(DATA FOR THE TASK Opens)

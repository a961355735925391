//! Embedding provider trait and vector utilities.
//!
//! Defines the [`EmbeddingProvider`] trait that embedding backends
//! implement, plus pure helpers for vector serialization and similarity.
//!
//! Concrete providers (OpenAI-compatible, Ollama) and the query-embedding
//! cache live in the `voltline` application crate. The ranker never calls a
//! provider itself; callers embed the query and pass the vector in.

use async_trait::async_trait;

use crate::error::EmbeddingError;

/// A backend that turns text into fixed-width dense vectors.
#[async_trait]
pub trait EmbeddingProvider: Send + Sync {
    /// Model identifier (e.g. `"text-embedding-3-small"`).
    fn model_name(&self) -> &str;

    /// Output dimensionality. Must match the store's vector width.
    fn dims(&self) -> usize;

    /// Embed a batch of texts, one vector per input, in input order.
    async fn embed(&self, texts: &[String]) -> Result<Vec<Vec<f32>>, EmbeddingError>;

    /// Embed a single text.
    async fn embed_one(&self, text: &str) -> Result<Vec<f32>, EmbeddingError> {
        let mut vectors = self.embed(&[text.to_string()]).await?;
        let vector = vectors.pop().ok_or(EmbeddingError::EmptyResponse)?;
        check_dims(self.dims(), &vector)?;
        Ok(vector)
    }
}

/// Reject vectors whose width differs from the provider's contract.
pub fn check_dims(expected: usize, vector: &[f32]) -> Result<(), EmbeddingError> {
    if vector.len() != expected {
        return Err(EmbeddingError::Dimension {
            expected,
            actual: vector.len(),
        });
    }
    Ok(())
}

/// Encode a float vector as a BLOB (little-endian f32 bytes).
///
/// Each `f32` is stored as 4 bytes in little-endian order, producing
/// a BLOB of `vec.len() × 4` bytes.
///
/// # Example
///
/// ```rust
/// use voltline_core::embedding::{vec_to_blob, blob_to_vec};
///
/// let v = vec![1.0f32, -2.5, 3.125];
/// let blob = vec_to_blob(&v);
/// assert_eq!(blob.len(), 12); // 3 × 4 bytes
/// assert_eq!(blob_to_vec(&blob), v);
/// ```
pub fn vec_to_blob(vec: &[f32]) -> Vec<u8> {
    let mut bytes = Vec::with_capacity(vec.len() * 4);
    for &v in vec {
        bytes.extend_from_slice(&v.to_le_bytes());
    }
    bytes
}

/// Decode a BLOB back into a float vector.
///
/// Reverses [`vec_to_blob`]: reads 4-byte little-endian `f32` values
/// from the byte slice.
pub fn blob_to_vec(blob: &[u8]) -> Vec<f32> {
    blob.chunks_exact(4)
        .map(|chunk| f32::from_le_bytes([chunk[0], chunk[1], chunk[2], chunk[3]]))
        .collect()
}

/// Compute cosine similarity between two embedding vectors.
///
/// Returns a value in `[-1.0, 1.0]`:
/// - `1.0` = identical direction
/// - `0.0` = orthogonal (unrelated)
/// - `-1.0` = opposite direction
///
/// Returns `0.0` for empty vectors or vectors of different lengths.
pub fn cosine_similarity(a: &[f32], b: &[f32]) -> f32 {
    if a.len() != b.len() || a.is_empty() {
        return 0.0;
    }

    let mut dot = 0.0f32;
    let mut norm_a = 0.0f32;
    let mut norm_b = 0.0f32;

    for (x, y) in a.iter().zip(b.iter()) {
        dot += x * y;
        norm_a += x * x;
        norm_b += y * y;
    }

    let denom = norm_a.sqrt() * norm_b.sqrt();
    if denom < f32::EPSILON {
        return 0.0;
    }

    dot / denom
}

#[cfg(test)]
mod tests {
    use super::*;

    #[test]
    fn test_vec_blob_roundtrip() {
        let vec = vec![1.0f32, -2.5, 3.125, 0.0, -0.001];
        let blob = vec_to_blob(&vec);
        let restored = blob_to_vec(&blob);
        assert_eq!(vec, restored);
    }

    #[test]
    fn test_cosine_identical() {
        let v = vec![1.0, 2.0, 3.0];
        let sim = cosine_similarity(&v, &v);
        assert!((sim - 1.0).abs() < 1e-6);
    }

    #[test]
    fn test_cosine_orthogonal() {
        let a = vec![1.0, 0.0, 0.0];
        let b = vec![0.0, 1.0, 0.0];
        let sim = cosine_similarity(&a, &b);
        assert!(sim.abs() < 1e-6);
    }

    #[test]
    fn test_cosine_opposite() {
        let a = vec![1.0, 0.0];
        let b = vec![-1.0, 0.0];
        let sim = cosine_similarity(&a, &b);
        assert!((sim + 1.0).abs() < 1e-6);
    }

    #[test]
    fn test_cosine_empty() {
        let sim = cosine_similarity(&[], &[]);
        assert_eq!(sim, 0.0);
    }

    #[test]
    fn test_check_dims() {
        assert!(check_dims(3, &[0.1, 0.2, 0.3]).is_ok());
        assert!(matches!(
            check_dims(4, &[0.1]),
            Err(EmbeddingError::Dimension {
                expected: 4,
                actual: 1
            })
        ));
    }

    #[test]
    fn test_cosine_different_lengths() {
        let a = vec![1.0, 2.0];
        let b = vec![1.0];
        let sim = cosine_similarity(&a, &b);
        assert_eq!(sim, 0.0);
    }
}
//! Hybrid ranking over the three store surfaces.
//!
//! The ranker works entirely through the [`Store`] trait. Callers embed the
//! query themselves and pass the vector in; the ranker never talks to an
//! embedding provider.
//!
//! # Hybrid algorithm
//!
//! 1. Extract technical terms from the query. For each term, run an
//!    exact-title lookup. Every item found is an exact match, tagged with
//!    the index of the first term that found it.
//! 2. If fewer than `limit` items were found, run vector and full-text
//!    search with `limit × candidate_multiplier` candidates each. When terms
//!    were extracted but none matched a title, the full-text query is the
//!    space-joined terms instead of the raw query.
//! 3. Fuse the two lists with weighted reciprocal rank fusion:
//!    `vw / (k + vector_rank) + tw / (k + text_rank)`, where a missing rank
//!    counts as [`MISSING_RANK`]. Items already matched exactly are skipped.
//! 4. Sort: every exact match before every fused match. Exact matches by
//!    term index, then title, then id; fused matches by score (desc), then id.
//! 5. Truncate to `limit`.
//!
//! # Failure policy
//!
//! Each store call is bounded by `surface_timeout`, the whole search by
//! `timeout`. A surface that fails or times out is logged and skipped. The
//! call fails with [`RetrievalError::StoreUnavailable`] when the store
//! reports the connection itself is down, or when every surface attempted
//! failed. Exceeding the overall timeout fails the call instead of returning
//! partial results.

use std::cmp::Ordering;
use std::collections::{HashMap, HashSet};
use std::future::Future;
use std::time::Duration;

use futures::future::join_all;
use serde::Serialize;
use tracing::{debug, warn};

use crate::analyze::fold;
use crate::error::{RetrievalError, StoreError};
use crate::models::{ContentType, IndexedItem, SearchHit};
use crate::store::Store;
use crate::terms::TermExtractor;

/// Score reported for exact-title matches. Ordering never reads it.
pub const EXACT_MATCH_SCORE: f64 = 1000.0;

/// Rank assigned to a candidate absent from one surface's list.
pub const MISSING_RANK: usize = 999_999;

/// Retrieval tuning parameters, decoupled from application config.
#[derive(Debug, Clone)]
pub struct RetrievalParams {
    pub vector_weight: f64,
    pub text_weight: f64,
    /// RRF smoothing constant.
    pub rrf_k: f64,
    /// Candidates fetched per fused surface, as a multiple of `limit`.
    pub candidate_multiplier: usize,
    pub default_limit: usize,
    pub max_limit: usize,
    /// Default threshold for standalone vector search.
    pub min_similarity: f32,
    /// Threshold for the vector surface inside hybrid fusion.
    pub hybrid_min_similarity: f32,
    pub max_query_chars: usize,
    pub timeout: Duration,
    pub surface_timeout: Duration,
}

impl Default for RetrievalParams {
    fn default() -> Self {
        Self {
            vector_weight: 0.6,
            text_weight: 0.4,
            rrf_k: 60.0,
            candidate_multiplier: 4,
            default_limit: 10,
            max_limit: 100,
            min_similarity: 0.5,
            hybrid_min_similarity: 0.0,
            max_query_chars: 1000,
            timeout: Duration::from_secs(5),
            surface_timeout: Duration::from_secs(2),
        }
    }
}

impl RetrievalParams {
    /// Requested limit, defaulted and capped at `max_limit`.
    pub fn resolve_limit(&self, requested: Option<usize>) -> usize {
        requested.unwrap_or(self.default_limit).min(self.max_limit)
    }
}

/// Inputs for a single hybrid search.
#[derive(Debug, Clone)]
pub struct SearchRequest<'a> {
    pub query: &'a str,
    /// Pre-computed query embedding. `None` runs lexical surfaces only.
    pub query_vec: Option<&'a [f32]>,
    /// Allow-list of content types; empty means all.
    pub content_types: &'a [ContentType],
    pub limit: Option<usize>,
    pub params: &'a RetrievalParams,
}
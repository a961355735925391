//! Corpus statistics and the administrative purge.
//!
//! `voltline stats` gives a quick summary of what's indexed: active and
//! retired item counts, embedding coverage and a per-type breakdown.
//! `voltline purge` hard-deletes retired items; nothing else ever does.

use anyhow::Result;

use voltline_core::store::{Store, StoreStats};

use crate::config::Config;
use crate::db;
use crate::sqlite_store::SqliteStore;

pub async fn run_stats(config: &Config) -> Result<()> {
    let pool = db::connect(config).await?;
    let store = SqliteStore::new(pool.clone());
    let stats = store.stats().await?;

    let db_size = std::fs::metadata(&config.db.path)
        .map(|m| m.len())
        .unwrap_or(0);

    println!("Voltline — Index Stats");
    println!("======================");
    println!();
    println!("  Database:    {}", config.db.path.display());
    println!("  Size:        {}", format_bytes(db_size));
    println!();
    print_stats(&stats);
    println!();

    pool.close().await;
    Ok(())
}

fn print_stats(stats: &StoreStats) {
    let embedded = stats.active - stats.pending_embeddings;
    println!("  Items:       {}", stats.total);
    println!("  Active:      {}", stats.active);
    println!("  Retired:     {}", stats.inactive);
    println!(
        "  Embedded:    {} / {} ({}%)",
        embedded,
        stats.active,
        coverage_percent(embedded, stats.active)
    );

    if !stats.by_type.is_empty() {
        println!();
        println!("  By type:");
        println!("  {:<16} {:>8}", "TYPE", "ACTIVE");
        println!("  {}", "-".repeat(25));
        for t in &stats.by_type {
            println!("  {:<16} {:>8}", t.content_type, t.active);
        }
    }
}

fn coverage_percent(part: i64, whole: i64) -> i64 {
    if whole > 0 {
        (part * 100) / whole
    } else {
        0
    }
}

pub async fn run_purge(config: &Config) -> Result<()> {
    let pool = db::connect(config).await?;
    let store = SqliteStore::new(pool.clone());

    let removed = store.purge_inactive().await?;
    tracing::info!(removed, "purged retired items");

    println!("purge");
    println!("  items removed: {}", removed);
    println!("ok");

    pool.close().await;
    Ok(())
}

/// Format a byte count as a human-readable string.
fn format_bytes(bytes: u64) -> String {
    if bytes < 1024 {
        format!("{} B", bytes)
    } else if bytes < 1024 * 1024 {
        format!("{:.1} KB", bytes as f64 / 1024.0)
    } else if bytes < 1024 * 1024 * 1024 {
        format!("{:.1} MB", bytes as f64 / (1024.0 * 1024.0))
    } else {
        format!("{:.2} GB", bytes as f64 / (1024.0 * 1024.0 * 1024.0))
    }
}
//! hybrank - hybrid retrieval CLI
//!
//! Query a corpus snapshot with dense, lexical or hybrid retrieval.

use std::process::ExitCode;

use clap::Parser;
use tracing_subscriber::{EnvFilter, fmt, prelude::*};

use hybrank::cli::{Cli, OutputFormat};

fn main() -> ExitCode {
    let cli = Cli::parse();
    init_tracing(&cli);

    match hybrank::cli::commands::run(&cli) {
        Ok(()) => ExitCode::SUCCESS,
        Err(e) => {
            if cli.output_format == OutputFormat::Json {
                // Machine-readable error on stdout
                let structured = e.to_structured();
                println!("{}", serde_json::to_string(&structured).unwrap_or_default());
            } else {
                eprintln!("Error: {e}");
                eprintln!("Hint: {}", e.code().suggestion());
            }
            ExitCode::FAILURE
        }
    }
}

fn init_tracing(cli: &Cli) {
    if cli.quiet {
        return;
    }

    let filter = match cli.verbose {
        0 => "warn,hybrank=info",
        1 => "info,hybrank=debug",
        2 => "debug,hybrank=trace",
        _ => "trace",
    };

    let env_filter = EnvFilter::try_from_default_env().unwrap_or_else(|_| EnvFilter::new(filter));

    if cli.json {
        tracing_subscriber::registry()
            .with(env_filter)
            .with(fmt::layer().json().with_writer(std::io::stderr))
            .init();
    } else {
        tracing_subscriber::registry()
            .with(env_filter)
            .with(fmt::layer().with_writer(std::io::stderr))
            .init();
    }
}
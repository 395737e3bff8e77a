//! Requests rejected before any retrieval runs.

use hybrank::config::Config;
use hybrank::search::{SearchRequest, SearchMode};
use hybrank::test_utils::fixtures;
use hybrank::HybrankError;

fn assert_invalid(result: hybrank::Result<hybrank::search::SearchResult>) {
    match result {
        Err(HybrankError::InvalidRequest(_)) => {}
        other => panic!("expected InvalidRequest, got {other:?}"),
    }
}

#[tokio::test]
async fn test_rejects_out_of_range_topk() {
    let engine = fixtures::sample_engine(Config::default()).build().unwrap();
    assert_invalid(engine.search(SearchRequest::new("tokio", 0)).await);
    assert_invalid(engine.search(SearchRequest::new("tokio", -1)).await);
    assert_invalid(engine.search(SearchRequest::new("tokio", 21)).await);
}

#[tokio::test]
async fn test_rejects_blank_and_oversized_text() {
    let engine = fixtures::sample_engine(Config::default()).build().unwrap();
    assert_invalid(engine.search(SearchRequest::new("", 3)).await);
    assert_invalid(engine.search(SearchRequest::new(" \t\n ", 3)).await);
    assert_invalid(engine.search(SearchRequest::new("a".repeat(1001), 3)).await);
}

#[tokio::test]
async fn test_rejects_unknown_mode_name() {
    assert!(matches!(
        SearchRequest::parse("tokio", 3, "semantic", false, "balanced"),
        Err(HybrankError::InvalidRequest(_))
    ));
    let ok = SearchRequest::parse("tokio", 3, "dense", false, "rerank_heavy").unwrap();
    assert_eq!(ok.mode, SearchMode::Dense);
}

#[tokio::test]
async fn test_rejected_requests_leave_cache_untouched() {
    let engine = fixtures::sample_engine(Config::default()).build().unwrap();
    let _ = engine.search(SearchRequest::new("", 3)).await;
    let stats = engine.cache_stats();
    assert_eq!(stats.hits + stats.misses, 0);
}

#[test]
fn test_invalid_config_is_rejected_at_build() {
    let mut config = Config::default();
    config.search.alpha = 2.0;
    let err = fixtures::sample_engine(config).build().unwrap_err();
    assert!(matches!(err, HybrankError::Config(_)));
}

(DATA FOR THE TASK Closes)

### ACTION ITEM
In exact wording, restate the lines of the data above from the first through the one holding "never calls a", and stop after that line.

### ANSWER BOX
repository a961355735925391
//! Embedding provider trait and vector utilities.
//!
//! Defines the [`EmbeddingProvider`] trait that embedding backends
//! implement, plus pure helpers for vector serialization and similarity.
//!
//! Concrete providers (OpenAI-compatible, Ollama) and the query-embedding
//! cache live in the `voltline` application crate. The ranker never calls a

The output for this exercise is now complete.